La salle de musique comportait en vérité deux issues. La première, celle qui donnait sur le couloir, semblait pour un certain temps condamnée. La seconde était une porte qui communiquait avec la salle de cours d'à côté. Si Erwann n'avait jamais forcé de serrure avec un trombone, il s'y essaya avec son postérieur dans un succès sans applaudissement. Il rassembla ces affaires, c'est à dire son sac rempli de bonne chose, et passa la porte vers la salle de cours à l'est, qui était en réalité la salle du club photo. Alors qu'il y entrait, la voix mélodique de la japonaise tripota ses tympans.
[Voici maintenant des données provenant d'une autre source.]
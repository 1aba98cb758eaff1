//! Compiled graph backend for `.torchscript` archives

use super::base::{ensure_file, read_header, reid_backend, BackendCore, TensorLayout, ZIP_MAGIC};
use crate::{
    error::{ReidError, Result},
    framework::Framework,
    inference::{BackendOptions, InferenceEngine},
};
use std::path::Path;

/// Backend for TorchScript archives
#[derive(Debug)]
pub struct TorchScriptBackend {
    core: BackendCore,
}

impl TorchScriptBackend {
    /// Create a backend; the archive is validated on first use
    ///
    /// # Errors
    /// Never fails today; kept fallible to match the other backends.
    pub fn new(options: BackendOptions) -> Result<Self> {
        Ok(Self {
            core: BackendCore::new(
                Framework::TorchScript,
                options,
                TensorLayout::Nchw,
                Self::load_engine,
            ),
        })
    }

    /// Create a backend that runs on an engine provided by the caller
    #[must_use]
    pub fn with_engine(options: BackendOptions, engine: Box<dyn InferenceEngine>) -> Self {
        Self {
            core: BackendCore::with_engine(
                Framework::TorchScript,
                options,
                TensorLayout::Nchw,
                engine,
            ),
        }
    }

    /// TorchScript modules are always zip archives
    ///
    /// # Errors
    /// - File missing or not a zip archive
    pub fn validate_artifact(path: &Path) -> Result<()> {
        ensure_file(path, Framework::TorchScript)?;
        if read_header(path, ZIP_MAGIC.len())?.starts_with(ZIP_MAGIC) {
            Ok(())
        } else {
            Err(ReidError::model_error_with_context(
                "load",
                path,
                "not a TorchScript archive",
                &["export again with torch.jit.trace(...).save(...)"],
            ))
        }
    }

    fn load_engine(options: &BackendOptions) -> Result<Box<dyn InferenceEngine>> {
        Self::validate_artifact(options.weights())?;
        Err(ReidError::runtime_unavailable(
            Framework::TorchScript,
            "TorchScript modules need libtorch; export the model to ONNX or inject an engine with TorchScriptBackend::with_engine",
        ))
    }
}

reid_backend!(TorchScriptBackend);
Il stoppa sa course un instant pour écouter. « Encore un truc qui déborde de bonheur intuitif » pensa avec un sourire perdu le brun. Personne ne pouvait vraiment savoir ce qui se tramait à l'intérieur de sa tête. Plus tôt il aurait donné cher, très cher pour une explication en tête à tête, claire nette et précise. Maintenant la seule chose qu'il voulait c'était... s'en foutre ni plus ni moins. La vie lui avait appris qu'il ne fallait pas s'attacher aux choses trop attachantes. Qu'il fallait parfois, au prix d'un effort ubuesque, à oublier sans raison, à ne plus penser, à ne plus se poser de question trop compliquées. Il virait sur ça. Fin de l'histoire, l'un des protagonistes a frôle la mort, l'autre ne va pas tarder à la toucher.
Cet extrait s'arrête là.